Which lines in the data below contain the word "FileId"? Pull each of them out.

Records for this exercise:
····················

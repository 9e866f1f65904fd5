#![cfg(all(feature = "derive", feature = "profile"))]

mod common;

use cassette::avec::{Builder, FromRecord, FromRecords, decode_into};
use cassette::profile::{FILE_ID, PROFILE};
use cassette::{EnumValue, FitFile, Timestamp, Value};

use common::*;

#[derive(Debug, Default, FromRecords)]
struct Activity {
    #[record(0)]
    file_id: Option<FileId>,
    #[record(20)]
    samples: Vec<Sample>,
    #[record(78)]
    hrv: Option<Hrv>,
}

#[derive(Debug, Default, FromRecord)]
struct FileId {
    #[field(0)]
    kind: Option<EnumValue>,
    #[field(3)]
    serial_number: Option<u32>,
    #[field(8)]
    product_name: Option<String>,
}

#[derive(Debug, Default, FromRecord)]
struct Sample {
    #[field(time)]
    time: Option<Timestamp>,
    #[field(2)]
    altitude: Option<f64>,
    #[field(3)]
    heart_rate: Option<u8>,
    // A scaled value cannot be held as an integer.
    #[field(5)]
    distance: Option<u32>,
}

#[derive(Debug, Default, FromRecord)]
struct Hrv {
    #[field(0, |v, t: Vec<f64>| v.get_or_insert_default().extend(t))]
    intervals: Option<Vec<f64>>,
}

fn activity() -> Vec<u8> {
    let mut file = FitFile::new();

    file.push(
        Builder::new(&PROFILE, FILE_ID)
            .value("type", "activity")
            .unwrap()
            .value("serial_number", 1u32)
            .unwrap()
            .value("product_name", "Edge")
            .unwrap()
            .build(),
    );

    for (t, heart_rate) in [(1000u32, 150u8), (1001, 151)] {
        file.push(
            Builder::new(&PROFILE, 20)
                .value("timestamp", Timestamp(t))
                .unwrap()
                .value("altitude", 100.0)
                .unwrap()
                .value("heart_rate", heart_rate)
                .unwrap()
                .value("distance", 12.5)
                .unwrap()
                .build(),
        );
    }

    for intervals in [[0.5, 0.75], [1.0, 1.25]] {
        file.push(Builder::new(&PROFILE, 78).field("time", intervals).unwrap().build());
    }

    file.encode()
}

#[test]
fn derived_receivers() {
    let mut activity_set = Activity::default();
    let file = decode_into(&activity(), &PROFILE, &mut activity_set).unwrap();
    assert_eq!(file.len(), 5);

    let file_id = activity_set.file_id.unwrap();
    assert_eq!(
        file_id.kind,
        Some(EnumValue {
            raw: 4,
            name: Some("activity"),
        })
    );
    assert_eq!(file_id.serial_number, Some(1));
    assert_eq!(file_id.product_name.as_deref(), Some("Edge"));

    assert_eq!(activity_set.samples.len(), 2);
    let sample = &activity_set.samples[1];
    assert_eq!(sample.time, Some(Timestamp(1001)));
    assert_eq!(sample.altitude, Some(100.0));
    assert_eq!(sample.heart_rate, Some(151));
    assert_eq!(sample.distance, None);

    // Only the last record of an `Option` field is kept.
    let hrv = activity_set.hrv.unwrap();
    assert_eq!(hrv.intervals, Some(vec![1.0, 1.25]));
}

#[derive(Debug, Default)]
struct Custom {
    values: Vec<(String, Value)>,
}

impl FromRecord for Custom {
    fn add_developer_value(&mut self, name: &str, value: &Value) {
        self.values.push((name.to_owned(), value.clone()));
    }
}

impl FromRecords for Custom {
    fn add_record(&mut self, id: u16) -> Option<&mut dyn FromRecord> {
        (id == 20).then_some(self as &mut dyn FromRecord)
    }
}

#[test]
fn developer_values() {
    let doc = field_description_definition(Document::new(), 0)
        .data(0, &field_description(0, 0, "custom", 10));
    let bytes = doc
        .developer_definition(1, 20, &[(3, 1, UINT8)], &[(0, 1, 0), (1, 1, 0)])
        .data(1, &[80, 100, 7])
        .build();

    let mut custom = Custom::default();
    decode_into(&bytes, &PROFILE, &mut custom).unwrap();

    // Undescribed fields have no name and are not published.
    assert_eq!(custom.values, [("custom".to_owned(), Value::Float(10.0))]);
}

····················

Result:
    file_id: Option<FileId>,
struct FileId {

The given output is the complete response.